We further analyze the CHL trends for different seasons. We apply QR analysis on CHL in the winter months (November to March) and summer months (May to September). For winter, Fig. 7a shows the LSM trend is −0.009 5 mg/(m3·a) (−3.54% per year, divided by the mean CHL value of 2.686 mg/m3), while Figs 7b−d present decreasing trends (−0.012 2 mg/(m3·a), −0.009 7 mg/(m3·a), and −0.006 7 mg/(m3·a)) for 75th, 50th, and 25th quantiles, which had stronger decreasing rates in the northern SCS. These trends are equivalent to 4.05%, 3.68%, and 2.96% declines per year, if divided by corresponding quantile thresholds. Given the higher CHL magnitudes in winter, the winter trends were greater than those of the whole year. As well, we calculated the trend of each percentile between 5th−95th (Fig. 8). Combined with the spatial distribution of decreasing trend, “higher CHL decreased faster while lower CHL decreased slower” was still valid in winter. However, the LZ is an exception. The magnitude of decreasing trends became larger in 5th−35th; however, as quantile increases, corresponding trends became smaller (Fig. 8). That implies the LZ bloom events became weaker, but extremely strong events were less affected.
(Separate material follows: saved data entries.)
//! Types shared by the bulkwa crates: session and campaign records plus the
//! outbound send capability the campaign worker consumes.

pub mod outbound;
pub mod types;

pub use {
    outbound::{MessageSender, SendError, SendReceipt},
    types::{
        Campaign, CampaignStatus, InvalidRecord, MediaKind, MediaRef, SessionRecord,
        SessionStatus,
    },
};
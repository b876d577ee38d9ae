//! HTTP API of the bulkwa engine.
//!
//! Thin axum handlers over the session manager and the campaign worker,
//! plus the liveness heartbeat.

pub mod campaign_routes;
pub mod error;
pub mod heartbeat;
pub mod qr;
pub mod server;
pub mod session_routes;
pub mod state;

pub use {
    error::ApiError,
    heartbeat::spawn_heartbeat,
    server::{build_router, serve},
    state::AppState,
};
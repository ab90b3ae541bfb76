//! Back-office user accounts.

use serde::{Deserialize, Serialize};
use validator::Validate;

use crate::entities::{Resource, ToggleAction};
use crate::types::{DbId, Timestamp};

/// A user row as returned by the list endpoint (no credentials).
#[derive(Debug, Clone, PartialEq, Serialize, Deserialize)]
#[serde(rename_all = "camelCase")]
pub struct User {
    pub id: DbId,
    pub username: String,
    pub email: String,
    pub full_name: Option<String>,
    /// Resolved role name (e.g. `"admin"`).
    pub role: String,
    pub role_id: DbId,
    pub store_id: Option<DbId>,
    pub is_active: bool,
    #[serde(default)]
    pub is_locked: bool,
    #[serde(default)]
    pub last_login_at: Option<Timestamp>,
    #[serde(default)]
    pub created_at: Option<Timestamp>,
}

/// Create/edit form for a user.
///
/// `password` is only sent on create; edits leave it `None`.
#[derive(Debug, Clone, PartialEq, Default, Serialize, Deserialize, Validate)]
#[serde(rename_all = "camelCase")]
pub struct UserPayload {
    #[validate(length(min = 3, max = 50, message = "Username must be 3-50 characters"))]
    pub username: String,
    #[validate(email(message = "Email address is not valid"))]
    pub email: String,
    #[validate(length(max = 100))]
    pub full_name: Option<String>,
    pub role_id: DbId,
    pub store_id: Option<DbId>,
    #[serde(skip_serializing_if = "Option::is_none")]
    #[validate(length(min = 8, message = "Password must be at least 8 characters"))]
    pub password: Option<String>,
}

impl Resource for User {
    type Payload = UserPayload;

    const KIND: &'static str = "user";
    const PATH: &'static str = "users";
    const DEFAULT_SORT: &'static str = "username";

    fn id(&self) -> DbId {
        self.id
    }

    fn supported_toggles() -> &'static [ToggleAction] {
        &[ToggleAction::ToggleActive, ToggleAction::ToggleLock]
    }

    fn to_payload(&self) -> UserPayload {
        UserPayload {
            username: self.username.clone(),
            email: self.email.clone(),
            full_name: self.full_name.clone(),
            role_id: self.role_id,
            store_id: self.store_id,
            password: None,
        }
    }
}
//! REST client for one administered entity.
//!
//! | Operation | Request                                   |
//! |-----------|-------------------------------------------|
//! | list      | `GET    /{PATH}?page=&size=&sortBy=&sortDir=&<filters>` |
//! | create    | `POST   /{PATH}`                          |
//! | update    | `PUT    /{PATH}/{id}`                     |
//! | delete    | `DELETE /{PATH}/{id}`                     |
//! | toggle    | `PATCH  /{PATH}/{id}/{toggle-active,toggle-lock}` |

use std::marker::PhantomData;

use async_trait::async_trait;
use backoffice_core::api::{ResourceApi, ToggleApi};
use backoffice_core::entities::{Resource, ToggleAction};
use backoffice_core::error::RemoteError;
use backoffice_core::page::PageResult;
use backoffice_core::query::QueryState;
use backoffice_core::types::DbId;
use reqwest::Method;

use crate::http::ApiClient;
use crate::wire::PageEnvelope;

/// HTTP implementation of [`ResourceApi`] and [`ToggleApi`] for `R`.
pub struct HttpResourceApi<R> {
    client: ApiClient,
    _resource: PhantomData<fn() -> R>,
}

impl<R: Resource> HttpResourceApi<R> {
    pub fn new(client: ApiClient) -> Self {
        Self {
            client,
            _resource: PhantomData,
        }
    }

    fn item_path(id: DbId) -> String {
        format!("{}/{id}", R::PATH)
    }
}

impl<R> Clone for HttpResourceApi<R> {
    fn clone(&self) -> Self {
        Self {
            client: self.client.clone(),
            _resource: PhantomData,
        }
    }
}

#[async_trait]
impl<R: Resource> ResourceApi for HttpResourceApi<R> {
    type Resource = R;

    async fn list(&self, query: &QueryState) -> Result<PageResult<R>, RemoteError> {
        tracing::debug!(
            resource = R::KIND,
            page = query.page(),
            size = query.page_size(),
            sort_by = query.sort_by(),
            sort_dir = %query.sort_dir(),
            "Listing resources",
        );
        let envelope: PageEnvelope<R> = self
            .client
            .get_json(R::PATH, &query.to_query_pairs())
            .await?;
        Ok(envelope.into_page())
    }

    async fn create(&self, payload: &R::Payload) -> Result<R, RemoteError> {
        self.client.send_json(Method::POST, R::PATH, payload).await
    }

    async fn update(&self, id: DbId, payload: &R::Payload) -> Result<R, RemoteError> {
        self.client
            .send_json(Method::PUT, &Self::item_path(id), payload)
            .await
    }

    async fn delete(&self, id: DbId) -> Result<(), RemoteError> {
        self.client
            .send_empty(Method::DELETE, &Self::item_path(id))
            .await
    }
}

#[async_trait]
impl<R: Resource> ToggleApi for HttpResourceApi<R> {
    async fn toggle(&self, id: DbId, action: ToggleAction) -> Result<(), RemoteError> {
        let path = format!("{}/{}", Self::item_path(id), action.path_segment());
        self.client.send_empty(Method::PATCH, &path).await
    }
}
//! Retail stores.

use serde::{Deserialize, Serialize};
use validator::Validate;

use crate::entities::Resource;
use crate::types::DbId;

#[derive(Debug, Clone, PartialEq, Serialize, Deserialize)]
#[serde(rename_all = "camelCase")]
pub struct Store {
    pub id: DbId,
    pub code: String,
    pub name: String,
    pub address: Option<String>,
    pub phone: Option<String>,
    pub is_active: bool,
}

#[derive(Debug, Clone, PartialEq, Default, Serialize, Deserialize, Validate)]
#[serde(rename_all = "camelCase")]
pub struct StorePayload {
    #[validate(length(min = 1, max = 20, message = "Store code is required"))]
    pub code: String,
    #[validate(length(min = 1, max = 100, message = "Store name is required"))]
    pub name: String,
    #[validate(length(max = 255))]
    pub address: Option<String>,
    #[validate(length(max = 30))]
    pub phone: Option<String>,
}

impl Resource for Store {
    type Payload = StorePayload;

    const KIND: &'static str = "store";
    const PATH: &'static str = "stores";
    const DEFAULT_SORT: &'static str = "name";

    fn id(&self) -> DbId {
        self.id
    }

    fn to_payload(&self) -> StorePayload {
        StorePayload {
            code: self.code.clone(),
            name: self.name.clone(),
            address: self.address.clone(),
            phone: self.phone.clone(),
        }
    }
}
For summer, according to Fig. 9a, the LSM trend is −0.0043 mg/(m3·a) (−2.24% per year), while the quantile trends are shown in Figs 9b-d (−0.0047 mg/(m3·a), −0.0033 mg/(m3·a), and −0.0047 mg/(m3·a) for 75th, 50th, and 25th quantiles, respectively). These are equivalent to 2.29%, 1.71%, and 2.62% per year declines. The declines of CHL in summer was lower than the yearly and winter CHL. Different from the winter and yearly trends, there was a clear increasing area in the western SCS, except for the 25th quantile. The spatial pattern mimic that of the cold jet in summer SV (Li et al., 2014). This will be discussed in the next section. Figure 10 shows the decreasing trends were only at low quantiles, while 30th−95th quantile trends were positive, which implies high CHL were strengthening in SV.
As we mentioned in the Section 1, several studies have investigated the CHL trends in the SCS. In the global study of Boyce et al. (2010), CHL in the SCS increased in the 1988−2009 period. As we found the declined CHL, the sign difference here may be associated with the superimposed climatic variability, presumably the El Niño for the Pacific Ocean (Boyce et al., 2010). ENSO regulated CHL mainly through monsoon intensity in the SCS. This was because the Multivariate ENSO Index (MEI) was highly correlated with wind trend while the wind trend and the CHL trend had a strong correlation at the same time (>0.7) (Palacz et al., 2011). The direct correlation between MEI and CHL trend were relatively weak because the regulation of ENSO on CHL trend was delayed ~4 months (Huynh et al., 2020). For the analysis focused on the northern SCS, Gao et al. (2020) found a similar CHL variance decrease. But their analysis did not find significant trends in the basin; this was very likely due to the 8-days data they applied. To prove this deduction, we tested the trends of 8-days averaged CHL, and found the trends of the 8-days average could not pass the significance test (p>0.05) in most of the grids. The analysis of Yu et al. (2019) revealed CHL decreased in the basin from 2002 to 2017, but was significant only for the southwestern SCS. This inconsistency is due to different analysis periods and higher missing rate in the optic dataset applied in Yu et al. (2019). Thanks to the daily SCSDCT data applied here, the trends were significant for all seasons in the SCS basin.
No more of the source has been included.